---------- The records ----------

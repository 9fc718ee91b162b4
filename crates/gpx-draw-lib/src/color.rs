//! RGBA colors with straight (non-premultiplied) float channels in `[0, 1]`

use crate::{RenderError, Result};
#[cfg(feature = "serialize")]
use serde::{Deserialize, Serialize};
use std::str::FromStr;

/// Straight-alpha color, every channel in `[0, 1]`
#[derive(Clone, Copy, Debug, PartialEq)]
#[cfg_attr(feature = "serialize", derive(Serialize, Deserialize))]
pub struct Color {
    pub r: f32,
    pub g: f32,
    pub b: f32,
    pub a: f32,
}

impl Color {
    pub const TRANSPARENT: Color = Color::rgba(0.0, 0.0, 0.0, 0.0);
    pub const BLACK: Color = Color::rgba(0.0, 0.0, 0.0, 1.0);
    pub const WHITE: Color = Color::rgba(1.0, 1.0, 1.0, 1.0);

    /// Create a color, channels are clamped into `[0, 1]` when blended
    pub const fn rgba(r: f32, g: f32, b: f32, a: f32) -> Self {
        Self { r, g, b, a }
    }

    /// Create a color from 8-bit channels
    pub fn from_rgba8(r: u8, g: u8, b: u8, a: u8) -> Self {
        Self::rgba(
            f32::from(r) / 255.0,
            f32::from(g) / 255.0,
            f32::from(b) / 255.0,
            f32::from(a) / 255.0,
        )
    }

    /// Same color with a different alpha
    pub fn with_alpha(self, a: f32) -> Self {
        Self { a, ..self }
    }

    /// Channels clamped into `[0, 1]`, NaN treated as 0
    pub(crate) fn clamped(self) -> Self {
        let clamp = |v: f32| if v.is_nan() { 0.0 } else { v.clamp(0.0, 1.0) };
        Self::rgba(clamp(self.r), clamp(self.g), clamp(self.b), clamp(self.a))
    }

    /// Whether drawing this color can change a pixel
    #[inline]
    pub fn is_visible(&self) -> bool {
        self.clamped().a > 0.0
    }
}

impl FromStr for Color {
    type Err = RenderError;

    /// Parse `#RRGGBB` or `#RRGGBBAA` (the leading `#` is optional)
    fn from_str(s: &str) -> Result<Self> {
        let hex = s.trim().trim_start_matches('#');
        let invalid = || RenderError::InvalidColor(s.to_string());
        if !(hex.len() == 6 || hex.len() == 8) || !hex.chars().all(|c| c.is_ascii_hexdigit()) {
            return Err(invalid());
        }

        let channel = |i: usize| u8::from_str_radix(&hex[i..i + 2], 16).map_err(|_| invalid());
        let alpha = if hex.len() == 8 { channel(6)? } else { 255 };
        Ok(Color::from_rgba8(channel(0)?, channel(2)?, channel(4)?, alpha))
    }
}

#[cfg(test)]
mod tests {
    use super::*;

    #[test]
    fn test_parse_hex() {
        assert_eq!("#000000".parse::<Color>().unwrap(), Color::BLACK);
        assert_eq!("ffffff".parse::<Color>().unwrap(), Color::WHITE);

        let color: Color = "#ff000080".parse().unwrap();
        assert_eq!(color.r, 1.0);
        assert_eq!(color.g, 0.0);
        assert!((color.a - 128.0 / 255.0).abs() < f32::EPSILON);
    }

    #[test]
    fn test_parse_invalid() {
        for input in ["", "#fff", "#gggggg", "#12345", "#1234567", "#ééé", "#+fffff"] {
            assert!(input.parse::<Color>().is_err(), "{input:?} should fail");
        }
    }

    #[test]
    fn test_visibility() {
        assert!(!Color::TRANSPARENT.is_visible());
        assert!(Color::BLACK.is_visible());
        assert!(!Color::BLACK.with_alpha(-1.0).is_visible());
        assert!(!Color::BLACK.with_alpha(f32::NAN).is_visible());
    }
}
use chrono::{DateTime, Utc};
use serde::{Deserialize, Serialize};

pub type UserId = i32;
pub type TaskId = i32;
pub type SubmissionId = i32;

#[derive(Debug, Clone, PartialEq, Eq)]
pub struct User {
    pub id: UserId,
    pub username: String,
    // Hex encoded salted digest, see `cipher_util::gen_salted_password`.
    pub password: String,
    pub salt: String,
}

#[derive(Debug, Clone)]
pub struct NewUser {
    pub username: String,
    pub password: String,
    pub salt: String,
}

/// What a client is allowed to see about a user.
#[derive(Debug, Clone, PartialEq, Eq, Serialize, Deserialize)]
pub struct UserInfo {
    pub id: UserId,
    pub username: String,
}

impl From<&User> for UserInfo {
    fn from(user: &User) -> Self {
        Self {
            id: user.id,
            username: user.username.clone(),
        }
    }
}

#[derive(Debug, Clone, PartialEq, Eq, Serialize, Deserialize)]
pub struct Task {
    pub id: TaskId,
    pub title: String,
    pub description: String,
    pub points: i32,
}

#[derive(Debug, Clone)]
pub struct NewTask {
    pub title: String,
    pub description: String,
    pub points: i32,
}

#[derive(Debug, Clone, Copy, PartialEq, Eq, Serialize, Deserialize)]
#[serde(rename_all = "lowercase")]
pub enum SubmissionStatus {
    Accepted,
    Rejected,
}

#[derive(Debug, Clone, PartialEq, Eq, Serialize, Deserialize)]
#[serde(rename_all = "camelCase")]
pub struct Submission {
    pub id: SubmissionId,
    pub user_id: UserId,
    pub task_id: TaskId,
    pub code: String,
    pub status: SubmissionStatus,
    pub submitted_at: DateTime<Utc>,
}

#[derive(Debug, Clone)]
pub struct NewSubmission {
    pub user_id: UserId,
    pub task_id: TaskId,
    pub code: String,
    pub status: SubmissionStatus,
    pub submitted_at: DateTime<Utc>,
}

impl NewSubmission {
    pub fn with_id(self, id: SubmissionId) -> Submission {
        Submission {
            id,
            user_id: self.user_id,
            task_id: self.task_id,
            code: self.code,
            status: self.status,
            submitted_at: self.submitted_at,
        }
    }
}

----------

> _What is required_
Return all of the data above, keeping every line exactly as it appears.

> _Answer box_
repository 9fc718ee91b162b4
filename crates/gpx-draw-lib/src/color.rs
//! RGBA colors with straight (non-premultiplied) float channels in `[0, 1]`

use crate::{RenderError, Result};
#[cfg(feature = "serialize")]
use serde::{Deserialize, Serialize};
use std::str::FromStr;

/// Straight-alpha color, every channel in `[0, 1]`
#[derive(Clone, Copy, Debug, PartialEq)]
#[cfg_attr(feature = "serialize", derive(Serialize, Deserialize))]
pub struct Color {
    pub r: f32,
    pub g: f32,
    pub b: f32,
    pub a: f32,
}

impl Color {
    pub const TRANSPARENT: Color = Color::rgba(0.0, 0.0, 0.0, 0.0);
    pub const BLACK: Color = Color::rgba(0.0, 0.0, 0.0, 1.0);
    pub const WHITE: Color = Color::rgba(1.0, 1.0, 1.0, 1.0);

    /// Create a color, channels are clamped into `[0, 1]` when blended
    pub const fn rgba(r: f32, g: f32, b: f32, a: f32) -> Self {
        Self { r, g, b, a }
    }

    /// Create a color from 8-bit channels
    pub fn from_rgba8(r: u8, g: u8, b: u8, a: u8) -> Self {
        Self::rgba(
            f32::from(r) / 255.0,
            f32::from(g) / 255.0,
            f32::from(b) / 255.0,
            f32::from(a) / 255.0,
        )
    }

    /// Same color with a different alpha
    pub fn with_alpha(self, a: f32) -> Self {
        Self { a, ..self }
    }

    /// Channels clamped into `[0, 1]`, NaN treated as 0
    pub(crate) fn clamped(self) -> Self {
        let clamp = |v: f32| if v.is_nan() { 0.0 } else { v.clamp(0.0, 1.0) };
        Self::rgba(clamp(self.r), clamp(self.g), clamp(self.b), clamp(self.a))
    }

    /// Whether drawing this color can change a pixel
    #[inline]
    pub fn is_visible(&self) -> bool {
        self.clamped().a > 0.0
    }
}

impl FromStr for Color {
    type Err = RenderError;

    /// Parse `#RRGGBB` or `#RRGGBBAA` (the leading `#` is optional)
    fn from_str(s: &str) -> Result<Self> {
        let hex = s.trim().trim_start_matches('#');
        let invalid = || RenderError::InvalidColor(s.to_string());
        if !(hex.len() == 6 || hex.len() == 8) || !hex.chars().all(|c| c.is_ascii_hexdigit()) {
            return Err(invalid());
        }

        let channel = |i: usize| u8::from_str_radix(&hex[i..i + 2], 16).map_err(|_| invalid());
        let alpha = if hex.len() == 8 { channel(6)? } else { 255 };
        Ok(Color::from_rgba8(channel(0)?, channel(2)?, channel(4)?, alpha))
    }
}

#[cfg(test)]
mod tests {
    use super::*;

    #[test]
    fn test_parse_hex() {
        assert_eq!("#000000".parse::<Color>().unwrap(), Color::BLACK);
        assert_eq!("ffffff".parse::<Color>().unwrap(), Color::WHITE);

        let color: Color = "#ff000080".parse().unwrap();
        assert_eq!(color.r, 1.0);
        assert_eq!(color.g, 0.0);
        assert!((color.a - 128.0 / 255.0).abs() < f32::EPSILON);
    }

    #[test]
    fn test_parse_invalid() {
        for input in ["", "#fff", "#gggggg", "#12345", "#1234567", "#ééé", "#+fffff"] {
            assert!(input.parse::<Color>().is_err(), "{input:?} should fail");
        }
    }

    #[test]
    fn test_visibility() {
        assert!(!Color::TRANSPARENT.is_visible());
        assert!(Color::BLACK.is_visible());
        assert!(!Color::BLACK.with_alpha(-1.0).is_visible());
        assert!(!Color::BLACK.with_alpha(f32::NAN).is_visible());
    }
}
use chrono::{DateTime, Utc};
use serde::{Deserialize, Serialize};

pub type UserId = i32;
pub type TaskId = i32;
pub type SubmissionId = i32;

#[derive(Debug, Clone, PartialEq, Eq)]
pub struct User {
    pub id: UserId,
    pub username: String,
    // Hex encoded salted digest, see `cipher_util::gen_salted_password`.
    pub password: String,
    pub salt: String,
}

#[derive(Debug, Clone)]
pub struct NewUser {
    pub username: String,
    pub password: String,
    pub salt: String,
}

/// What a client is allowed to see about a user.
#[derive(Debug, Clone, PartialEq, Eq, Serialize, Deserialize)]
pub struct UserInfo {
    pub id: UserId,
    pub username: String,
}

impl From<&User> for UserInfo {
    fn from(user: &User) -> Self {
        Self {
            id: user.id,
            username: user.username.clone(),
        }
    }
}

#[derive(Debug, Clone, PartialEq, Eq, Serialize, Deserialize)]
pub struct Task {
    pub id: TaskId,
    pub title: String,
    pub description: String,
    pub points: i32,
}

#[derive(Debug, Clone)]
pub struct NewTask {
    pub title: String,
    pub description: String,
    pub points: i32,
}

#[derive(Debug, Clone, Copy, PartialEq, Eq, Serialize, Deserialize)]
#[serde(rename_all = "lowercase")]
pub enum SubmissionStatus {
    Accepted,
    Rejected,
}

#[derive(Debug, Clone, PartialEq, Eq, Serialize, Deserialize)]
#[serde(rename_all = "camelCase")]
pub struct Submission {
    pub id: SubmissionId,
    pub user_id: UserId,
    pub task_id: TaskId,
    pub code: String,
    pub status: SubmissionStatus,
    pub submitted_at: DateTime<Utc>,
}

#[derive(Debug, Clone)]
pub struct NewSubmission {
    pub user_id: UserId,
    pub task_id: TaskId,
    pub code: String,
    pub status: SubmissionStatus,
    pub submitted_at: DateTime<Utc>,
}

impl NewSubmission {
    pub fn with_id(self, id: SubmissionId) -> Submission {
        Submission {
            id,
            user_id: self.user_id,
            task_id: self.task_id,
            code: self.code,
            status: self.status,
            submitted_at: self.submitted_at,
        }
    }
}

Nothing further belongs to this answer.